# Project 3

**Objective**

Given two folders, normal folder and Asthma folder. The first folder consists of recorded sound waves of normal breathing. The second folder consists of recorded sound waves of breathing with a wheezing sound. We want to perform a binary classification. 

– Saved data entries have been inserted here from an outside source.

//! Schema synthesis for document-database models.
//!
//! Classes are declared with their fields, parent and behaviors, then turned
//! into driver-ready schema fragments by a [`build::SchemaContext`].

pub mod build;
pub mod config;
pub mod error;
pub mod fragment;
pub mod node;
pub mod types;
pub mod validate;

// test
#[cfg(test)]
pub(crate) mod test_support;

///
/// Prelude
///

pub mod prelude {
    pub use crate::{
        build::{Schema, SchemaContext, SynthesisState},
        config::{BehaviorOptions, GlobalOptions, ModelOptions, SchemaOptions},
        error::{SchemaError, SchemaWarning},
        fragment::{Container, FieldDescriptor, Fragment, RefKind, StorageType},
        node::*,
        types::{ContainerKind, HookStage, Primitive, ScalarType, Severity},
    };
}
use anyhow::Result;
use clap::Parser;
use gin_cli::app;
use gin_cli::cli::CliArgs;
use tracing_subscriber::EnvFilter;

fn main() -> Result<()> {
    // Logs go to stderr so they never mix with command output
    tracing_subscriber::fmt()
        .with_env_filter(EnvFilter::try_from_default_env().unwrap_or_else(|_| EnvFilter::new("warn")))
        .with_writer(std::io::stderr)
        .init();

    let args = CliArgs::parse();
    app::run(args)
}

$ \color{red}{\text{Grade: 5/5}} $

$ \color{red}{\text{Good}} $

## Useful packages for this project

In [1]:
# data wrangling
import numpy as np
import pandas as pd
from pathlib import Path

# hepml
from hepml.core import make_gravitational_waves, download_dataset

# tda magic
from gtda.homology import VietorisRipsPersistence, CubicalPersistence
from gtda.diagrams import PersistenceEntropy, Scaler
from gtda.plotting import plot_heatmap, plot_point_cloud, plot_diagram
from gtda.pipeline import Pipeline
from gtda.time_series import TakensEmbedding
from gtda.time_series import SingleTakensEmbedding
from sklearn.preprocessing import StandardScaler

# ml tools
from sklearn.ensemble import RandomForestClassifier
from sklearn.decomposition import PCA
from sklearn.model_selection import train_test_split
from sklearn.metrics import roc_curve, roc_auc_score, accuracy_score

import os
import wave
from persim import plot_diagrams
from ripser import ripser
from sklearn.pipeline import Pipeline
from gtda.diagrams import Amplitude
from gtda.diagrams import NumberOfPoints
from sklearn.pipeline import make_pipeline, make_union
from teaspoon.ML import feature_functions as Ff

## Import dataset combined and labelled 

**Creating label for the two folders, with files from Normal labeled 0 and files from Asthma labeled 1.**

In [3]:
# Define folder paths
# base_path = 'drive'  # Change to your actual folder path
base_path = 'C:/Users/aime/Documents/AIMS_Docs/TDA/Project_3/Project_3'
normal_path = os.path.join(base_path, 'Normal')
asthma_path = os.path.join(base_path, 'Asthma')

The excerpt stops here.